Weather News

What makes a thunderstorm severe?

Ben Domensino, Tuesday September 28, 2021 - 12:20 EST

While all thunderstorms cause lightning and thunder, only a small proportion of the storms we see in Australia are considered severe.

So, what makes some storms more dangerous than others?

Image: Lightning strikes Sydney in spring 2020. Source: @glanzpunkt / Instagram

All thunderstorms require three key ingredients to form:

  • An unstable atmosphere, meaning the air becomes cooler with height.
  • Low-level moisture in the atmosphere.
  • A trigger mechanism that causes air to rise from the surface.

When these three ingredients are available in greater quantities, thunderstorms are typically more intense and have a better chance of becoming severe.

The Bureau of Meteorology issues severe thunderstorm warnings in Australia when there is a risk that storms will produce at least one of the impacts listed in the image below.

However, even in this select group of severe thunderstorms, some are more intense and dangerous than others.

The most destructive type of thunderstorms are called supercells. These powerful and rare and only form when there is enough wind shear in the atmosphere, which means the wind changes speed and direction with height, allowing the storm to start rotating. Supercell thunderstorms can produce:

  • Destructive wind gusts above 125 km/h Tornadoes.
  • Giant hail measuring more than 5cm in diameter.
  • Extreme rainfall rates causing intense flash flooding.

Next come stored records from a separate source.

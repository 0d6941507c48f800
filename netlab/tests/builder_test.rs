//! Tests for profile builders and the classification helpers exported for
//! transport layers.

use std::net::Ipv4Addr;

use netlab::builders::{build_client_connection, build_hotspot_connection};
use netlab::{
    ConnectionSecret, EapConfig, HotspotAddressing, HotspotRequest, SecurityType, SignalRating,
    classify_security, frequency_to_channel, rate_signal,
};
use zvariant::Value;

#[test]
fn client_profiles_differ_by_secret() {
    let open = build_client_connection("Cafe", &ConnectionSecret::Open { confirmed: true });
    let psk = build_client_connection(
        "Home",
        &ConnectionSecret::Passphrase {
            psk: "password123".into(),
        },
    );
    let eap = build_client_connection(
        "Corp",
        &ConnectionSecret::Enterprise(
            EapConfig::new("alice", "pw").with_client_certificate("/etc/alice.pem"),
        ),
    );

    assert!(!open.contains_key("802-11-wireless-security"));
    assert!(psk.contains_key("802-11-wireless-security"));
    assert!(!psk.contains_key("802-1x"));
    assert_eq!(
        eap.get("802-1x").and_then(|s| s.get("client-cert")),
        Some(&Value::from("/etc/alice.pem".to_string()))
    );
}

#[test]
fn client_profile_is_named_after_ssid() {
    let settings = build_client_connection("Home", &ConnectionSecret::Open { confirmed: true });
    let conn = settings.get("connection").unwrap();
    assert_eq!(conn.get("id"), Some(&Value::from("Home".to_string())));
    assert_eq!(
        conn.get("type"),
        Some(&Value::from("802-11-wireless".to_string()))
    );
}

#[test]
fn hotspot_uses_custom_addressing() {
    let addressing = HotspotAddressing::new(Ipv4Addr::new(10, 42, 0, 1), 24);
    let settings = build_hotspot_connection(&HotspotRequest::new("lab", "password123"), &addressing);

    let ipv4 = settings.get("ipv4").unwrap();
    assert_eq!(ipv4.get("gateway"), Some(&Value::from("10.42.0.1".to_string())));
}

#[test]
fn exported_classifiers() {
    assert_eq!(classify_security(0, 0), SecurityType::Open);
    assert_eq!(frequency_to_channel(2437), 6);
    assert_eq!(frequency_to_channel(5180), 36);
    assert_eq!(frequency_to_channel(1000), 0);
    assert_eq!(rate_signal(-45), SignalRating::Excellent);
    assert_eq!(rate_signal(-65), SignalRating::Fair);
    assert_eq!(rate_signal(-95), SignalRating::None);
}
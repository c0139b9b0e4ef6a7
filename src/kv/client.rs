use super::{ClientId, Endpoint, ErrCode, GetArgs, Mutation, PutAppendArgs, RequestId};

use log::debug;
use rand::Rng as _;
use std::sync::Arc;

/// A client for the replicated key/value service. Remembers which server
/// answered last (the presumed leader) and cycles through the others on
/// failure, retrying forever: any reply other than a definitive answer from
/// the leader just moves the hint along.
///
/// A clerk issues one request at a time with strictly increasing request
/// ids; the mutable receivers enforce that discipline, which the servers'
/// deduplication depends on. Wrap a clerk per thread rather than sharing
/// one.
pub struct Clerk {
    servers: Vec<Arc<dyn Endpoint>>,
    client_id: ClientId,
    next_request_id: RequestId,
    leader: usize,
}

impl Clerk {
    /// Creates a clerk, picking a random 62-bit client id.
    pub fn new(servers: Vec<Arc<dyn Endpoint>>) -> Self {
        assert!(!servers.is_empty(), "clerk needs at least one server");
        let client_id = rand::thread_rng().gen_range(0..1_u64 << 62);
        Self { servers, client_id, next_request_id: 0, leader: 0 }
    }

    /// Fetches the value of a key, or None if the key doesn't exist.
    pub fn get(&mut self, key: &str) -> Option<String> {
        let args = GetArgs {
            key: key.to_owned(),
            client_id: self.client_id,
            request_id: self.next_request_id,
        };
        self.next_request_id += 1;

        loop {
            if let Some(reply) = self.servers[self.leader].get(&args) {
                if !reply.wrong_leader {
                    debug!("Get({key}) = {:?} via server {}", reply.value, self.leader);
                    return match reply.err {
                        ErrCode::Ok => Some(reply.value),
                        ErrCode::NoKey => None,
                    };
                }
            }
            self.leader = (self.leader + 1) % self.servers.len();
        }
    }

    /// Sets the value of a key.
    pub fn put(&mut self, key: &str, value: &str) {
        self.put_append(key, value, Mutation::Put)
    }

    /// Appends to the value of a key, treating a missing key as empty.
    pub fn append(&mut self, key: &str, value: &str) {
        self.put_append(key, value, Mutation::Append)
    }

    fn put_append(&mut self, key: &str, value: &str, op: Mutation) {
        let args = PutAppendArgs {
            key: key.to_owned(),
            value: value.to_owned(),
            op,
            client_id: self.client_id,
            request_id: self.next_request_id,
        };
        self.next_request_id += 1;

        loop {
            if let Some(reply) = self.servers[self.leader].put_append(&args) {
                if !reply.wrong_leader {
                    debug!("{op:?}({key}, {value}) via server {}", self.leader);
                    return;
                }
            }
            self.leader = (self.leader + 1) % self.servers.len();
        }
    }
}
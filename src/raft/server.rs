use super::{Apply, Client, Envelope, Index, Log, Node, NodeId, Options, Persister, Snapshot, Status, Term};
use crate::encoding::Value as _;
use crate::error::{Error, Result};

use crossbeam::channel::{Receiver, Sender};
use log::debug;
use std::collections::HashSet;
use std::sync::Arc;

/// A request from the local key/value service to its consensus driver.
pub enum Request {
    /// Proposes a command for replication. Replies with the log index and
    /// term it will commit at, or Error::Abort if this node isn't leader.
    Propose { command: Vec<u8>, reply_tx: Sender<Result<(Index, Term)>> },
    /// Fetches the replica's status.
    Status { reply_tx: Sender<Status> },
    /// Compacts the log through an applied index, storing the given state
    /// machine snapshot. Fire-and-forget: the sender must not wait on the
    /// driver, which may itself be blocked feeding the apply channel.
    CreateSnapshot { index: Index, data: Vec<u8> },
    /// Stops the driver loop.
    Shutdown,
}

/// The consensus driver for one replica. Owns the node and runs its event
/// loop on a dedicated thread: ticks drive timeouts and heartbeats, inbound
/// peer messages are stepped, outbound messages are handed to the transport,
/// and local requests are served between messages. All node access happens
/// on this single thread, so the node itself needs no locks.
pub struct Server {
    node: Node,
    /// Outbound messages from the node.
    node_rx: Receiver<Envelope>,
    /// Inbound messages from the transport.
    peer_rx: Receiver<Envelope>,
    /// Outbound messages to the transport.
    peer_tx: Sender<Envelope>,
    /// Local requests from the key/value service.
    request_rx: Receiver<Request>,
}

impl Server {
    /// Creates a replica server, recovering any persisted state. If a
    /// snapshot was recovered it is re-emitted on the apply channel, before
    /// any entry, so the state machine starts from it.
    pub fn new(
        id: NodeId,
        peers: HashSet<NodeId>,
        persister: Arc<Persister>,
        peer_tx: Sender<Envelope>,
        peer_rx: Receiver<Envelope>,
        apply_tx: Sender<Apply>,
        opts: Options,
    ) -> Result<(Self, Client)> {
        if peers.contains(&id) {
            return Err(Error::InvalidInput(format!("node {id} can't be its own peer")));
        }
        let log = Log::new(persister)?;
        let snapshot = log.snapshot_bytes();
        if !snapshot.is_empty() {
            apply_tx.send(Apply::Snapshot(Snapshot::decode(&snapshot)?))?;
        }

        let (node_tx, node_rx) = crossbeam::channel::unbounded();
        let (request_tx, request_rx) = crossbeam::channel::unbounded();
        let node = Node::new(id, peers, log, node_tx, apply_tx, opts)?;
        let server = Self { node, node_rx, peer_rx, peer_tx, request_rx };
        Ok((server, Client::new(request_tx)))
    }

    /// Runs the driver event loop until shut down, or until the transport
    /// or all request handles disappear.
    pub fn serve(self) -> Result<()> {
        let Self { mut node, node_rx, peer_rx, peer_tx, request_rx } = self;
        let ticker = crossbeam::channel::tick(super::TICK_INTERVAL);

        loop {
            crossbeam::select! {
                recv(ticker) -> _ => node = node.tick()?,

                recv(peer_rx) -> msg => match msg {
                    Ok(msg) => node = node.step(msg)?,
                    Err(_) => return Ok(()),
                },

                recv(node_rx) -> msg => {
                    if peer_tx.send(msg?).is_err() {
                        return Ok(());
                    }
                },

                recv(request_rx) -> request => match request {
                    Ok(Request::Propose { command, reply_tx }) => {
                        // The handler may have timed out and gone away, so
                        // delivery failures are fine.
                        let _ = reply_tx.send(node.propose(command));
                    }
                    Ok(Request::Status { reply_tx }) => {
                        let _ = reply_tx.send(node.status());
                    }
                    Ok(Request::CreateSnapshot { index, data }) => {
                        node.create_snapshot(index, data)?;
                    }
                    Ok(Request::Shutdown) | Err(_) => {
                        debug!("Replica {} shutting down", node.id());
                        return Ok(());
                    }
                },
            }
        }
    }
}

Image: Brisbane under a summer night storm in February 2021. Source: @chasing_photons / Instagram

Regular thunderstorms usually live for tens of minutes, while supercells can go on for hours. Their rotation also allows them to move in different directions to other storm cells surrounding them, which can make these savage storms very difficult to predict.

The best place to find information about severe thunderstorms in real-time are the official severe thunderstorm warnings issued by the Bureau of Meteorology. You can also track storms using satellite, radar and lightning strike data on Weatherzone’s app and website.